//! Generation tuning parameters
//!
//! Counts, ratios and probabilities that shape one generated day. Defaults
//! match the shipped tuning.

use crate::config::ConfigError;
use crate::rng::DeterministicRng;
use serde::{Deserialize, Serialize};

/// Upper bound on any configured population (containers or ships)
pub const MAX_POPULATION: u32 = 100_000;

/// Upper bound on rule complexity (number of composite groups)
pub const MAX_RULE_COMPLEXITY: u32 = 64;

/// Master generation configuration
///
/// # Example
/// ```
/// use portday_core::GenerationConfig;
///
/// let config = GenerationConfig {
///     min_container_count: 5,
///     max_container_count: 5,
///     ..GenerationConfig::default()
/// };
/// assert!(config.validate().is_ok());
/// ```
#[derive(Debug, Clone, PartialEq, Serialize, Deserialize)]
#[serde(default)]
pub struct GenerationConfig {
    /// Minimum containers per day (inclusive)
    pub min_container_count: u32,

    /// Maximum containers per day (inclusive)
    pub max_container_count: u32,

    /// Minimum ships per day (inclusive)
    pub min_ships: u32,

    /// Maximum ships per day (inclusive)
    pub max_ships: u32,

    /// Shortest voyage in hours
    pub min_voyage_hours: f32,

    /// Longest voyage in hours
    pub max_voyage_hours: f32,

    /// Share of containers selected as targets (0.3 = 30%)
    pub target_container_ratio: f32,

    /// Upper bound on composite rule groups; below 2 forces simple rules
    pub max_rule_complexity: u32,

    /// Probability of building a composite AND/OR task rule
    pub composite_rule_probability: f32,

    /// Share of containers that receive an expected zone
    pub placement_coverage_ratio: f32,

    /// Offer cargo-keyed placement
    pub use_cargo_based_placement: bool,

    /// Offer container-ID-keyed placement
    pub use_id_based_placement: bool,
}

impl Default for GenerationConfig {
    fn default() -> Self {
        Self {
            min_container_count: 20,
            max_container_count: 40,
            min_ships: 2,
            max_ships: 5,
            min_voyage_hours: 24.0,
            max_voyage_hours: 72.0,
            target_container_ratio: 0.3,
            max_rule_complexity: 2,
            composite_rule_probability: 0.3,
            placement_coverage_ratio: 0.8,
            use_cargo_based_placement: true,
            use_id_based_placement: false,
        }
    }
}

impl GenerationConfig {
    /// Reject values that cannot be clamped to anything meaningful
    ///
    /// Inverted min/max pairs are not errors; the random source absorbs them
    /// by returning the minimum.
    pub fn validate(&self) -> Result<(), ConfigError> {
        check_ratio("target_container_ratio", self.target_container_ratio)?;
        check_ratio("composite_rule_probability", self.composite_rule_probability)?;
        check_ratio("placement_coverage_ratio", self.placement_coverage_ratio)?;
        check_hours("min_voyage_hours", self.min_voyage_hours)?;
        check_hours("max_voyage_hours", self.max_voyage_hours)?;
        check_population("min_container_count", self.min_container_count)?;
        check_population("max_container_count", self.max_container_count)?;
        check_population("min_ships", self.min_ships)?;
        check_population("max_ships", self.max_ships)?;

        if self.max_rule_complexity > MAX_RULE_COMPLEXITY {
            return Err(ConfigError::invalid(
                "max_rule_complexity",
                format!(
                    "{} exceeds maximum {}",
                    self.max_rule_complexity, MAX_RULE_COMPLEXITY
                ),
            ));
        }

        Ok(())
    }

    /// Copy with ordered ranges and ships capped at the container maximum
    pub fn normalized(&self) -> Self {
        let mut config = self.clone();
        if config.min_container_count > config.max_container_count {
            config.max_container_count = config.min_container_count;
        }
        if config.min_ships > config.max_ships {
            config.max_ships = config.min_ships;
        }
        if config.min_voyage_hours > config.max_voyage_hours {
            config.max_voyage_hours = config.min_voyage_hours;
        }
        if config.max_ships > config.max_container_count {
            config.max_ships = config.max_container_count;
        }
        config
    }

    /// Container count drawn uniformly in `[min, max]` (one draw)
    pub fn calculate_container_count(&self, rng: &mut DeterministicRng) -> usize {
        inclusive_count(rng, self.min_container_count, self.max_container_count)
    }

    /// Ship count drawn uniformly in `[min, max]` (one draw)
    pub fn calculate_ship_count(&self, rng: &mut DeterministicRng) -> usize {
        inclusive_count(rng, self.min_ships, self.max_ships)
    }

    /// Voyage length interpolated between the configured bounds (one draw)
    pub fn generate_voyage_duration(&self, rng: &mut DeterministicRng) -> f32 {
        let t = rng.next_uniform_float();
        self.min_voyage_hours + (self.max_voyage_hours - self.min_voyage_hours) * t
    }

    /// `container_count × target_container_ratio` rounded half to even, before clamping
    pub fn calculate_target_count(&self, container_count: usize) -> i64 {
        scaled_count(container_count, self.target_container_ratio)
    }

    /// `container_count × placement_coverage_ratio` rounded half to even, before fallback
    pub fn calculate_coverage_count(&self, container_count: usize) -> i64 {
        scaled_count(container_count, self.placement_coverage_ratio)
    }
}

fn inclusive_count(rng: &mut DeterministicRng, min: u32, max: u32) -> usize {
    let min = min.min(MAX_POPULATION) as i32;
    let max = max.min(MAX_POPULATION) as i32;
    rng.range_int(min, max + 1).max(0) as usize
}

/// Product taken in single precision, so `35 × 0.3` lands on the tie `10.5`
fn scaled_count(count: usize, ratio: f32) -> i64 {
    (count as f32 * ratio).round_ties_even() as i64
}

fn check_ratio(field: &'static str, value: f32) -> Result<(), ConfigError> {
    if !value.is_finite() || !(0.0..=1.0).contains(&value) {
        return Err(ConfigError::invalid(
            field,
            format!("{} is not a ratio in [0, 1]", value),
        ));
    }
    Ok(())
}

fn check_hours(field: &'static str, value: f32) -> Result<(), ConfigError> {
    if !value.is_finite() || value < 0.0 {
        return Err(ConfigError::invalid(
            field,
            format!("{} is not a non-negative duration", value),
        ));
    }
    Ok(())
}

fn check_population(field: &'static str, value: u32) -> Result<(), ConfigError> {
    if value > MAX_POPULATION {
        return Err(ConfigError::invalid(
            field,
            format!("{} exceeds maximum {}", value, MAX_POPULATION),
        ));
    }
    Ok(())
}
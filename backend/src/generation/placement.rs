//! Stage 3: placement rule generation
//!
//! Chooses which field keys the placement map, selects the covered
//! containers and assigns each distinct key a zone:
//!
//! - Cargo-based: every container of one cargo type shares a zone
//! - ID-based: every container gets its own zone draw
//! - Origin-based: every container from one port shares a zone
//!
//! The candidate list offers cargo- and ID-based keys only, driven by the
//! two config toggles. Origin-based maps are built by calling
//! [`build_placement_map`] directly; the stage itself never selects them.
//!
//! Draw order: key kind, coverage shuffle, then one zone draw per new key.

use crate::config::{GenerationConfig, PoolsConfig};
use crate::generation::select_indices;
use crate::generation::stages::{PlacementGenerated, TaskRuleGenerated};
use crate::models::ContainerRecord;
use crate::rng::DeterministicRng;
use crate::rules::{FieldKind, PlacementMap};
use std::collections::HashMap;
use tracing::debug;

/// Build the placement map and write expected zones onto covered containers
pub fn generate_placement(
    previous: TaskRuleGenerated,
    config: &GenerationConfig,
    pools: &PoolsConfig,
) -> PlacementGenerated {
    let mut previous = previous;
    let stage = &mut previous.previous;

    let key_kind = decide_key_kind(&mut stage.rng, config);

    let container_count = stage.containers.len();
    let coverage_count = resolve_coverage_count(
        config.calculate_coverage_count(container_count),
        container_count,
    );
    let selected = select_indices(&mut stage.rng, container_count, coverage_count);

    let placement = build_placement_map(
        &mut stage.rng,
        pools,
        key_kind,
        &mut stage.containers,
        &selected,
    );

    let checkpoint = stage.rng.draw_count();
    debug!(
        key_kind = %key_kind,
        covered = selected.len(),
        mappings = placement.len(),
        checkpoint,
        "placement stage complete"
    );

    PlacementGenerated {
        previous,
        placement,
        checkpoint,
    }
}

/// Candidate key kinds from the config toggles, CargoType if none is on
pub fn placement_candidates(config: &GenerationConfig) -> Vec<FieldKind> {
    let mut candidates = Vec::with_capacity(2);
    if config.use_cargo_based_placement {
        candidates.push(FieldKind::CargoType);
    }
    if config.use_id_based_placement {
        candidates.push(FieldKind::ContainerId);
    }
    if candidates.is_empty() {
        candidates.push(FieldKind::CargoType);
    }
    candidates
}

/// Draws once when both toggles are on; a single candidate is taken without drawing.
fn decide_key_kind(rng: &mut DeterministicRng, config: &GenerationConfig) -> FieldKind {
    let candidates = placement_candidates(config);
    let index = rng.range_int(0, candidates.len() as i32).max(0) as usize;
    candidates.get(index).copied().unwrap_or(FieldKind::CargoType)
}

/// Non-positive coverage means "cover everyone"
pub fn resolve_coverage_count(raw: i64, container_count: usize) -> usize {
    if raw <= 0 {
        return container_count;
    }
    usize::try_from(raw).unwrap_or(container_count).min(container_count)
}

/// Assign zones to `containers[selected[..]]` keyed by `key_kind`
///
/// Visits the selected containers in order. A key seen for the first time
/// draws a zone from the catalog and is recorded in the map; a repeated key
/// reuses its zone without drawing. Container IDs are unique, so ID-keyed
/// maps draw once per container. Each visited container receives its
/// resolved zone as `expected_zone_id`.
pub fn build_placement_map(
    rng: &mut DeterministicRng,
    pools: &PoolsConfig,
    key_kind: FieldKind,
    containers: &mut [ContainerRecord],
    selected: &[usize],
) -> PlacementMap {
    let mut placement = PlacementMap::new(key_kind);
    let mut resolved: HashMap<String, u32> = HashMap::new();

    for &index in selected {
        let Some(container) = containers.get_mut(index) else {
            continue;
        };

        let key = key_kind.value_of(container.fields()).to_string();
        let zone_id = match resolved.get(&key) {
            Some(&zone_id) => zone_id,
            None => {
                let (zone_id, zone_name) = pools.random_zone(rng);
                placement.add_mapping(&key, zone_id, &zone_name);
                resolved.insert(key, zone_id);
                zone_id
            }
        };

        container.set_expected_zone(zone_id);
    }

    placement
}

# # # # # # #

PROBLEM TO WORK ON:
A single figure is expected: the count of lines in the data above that include the word "maps".

EXERCISE SOLUTION:
2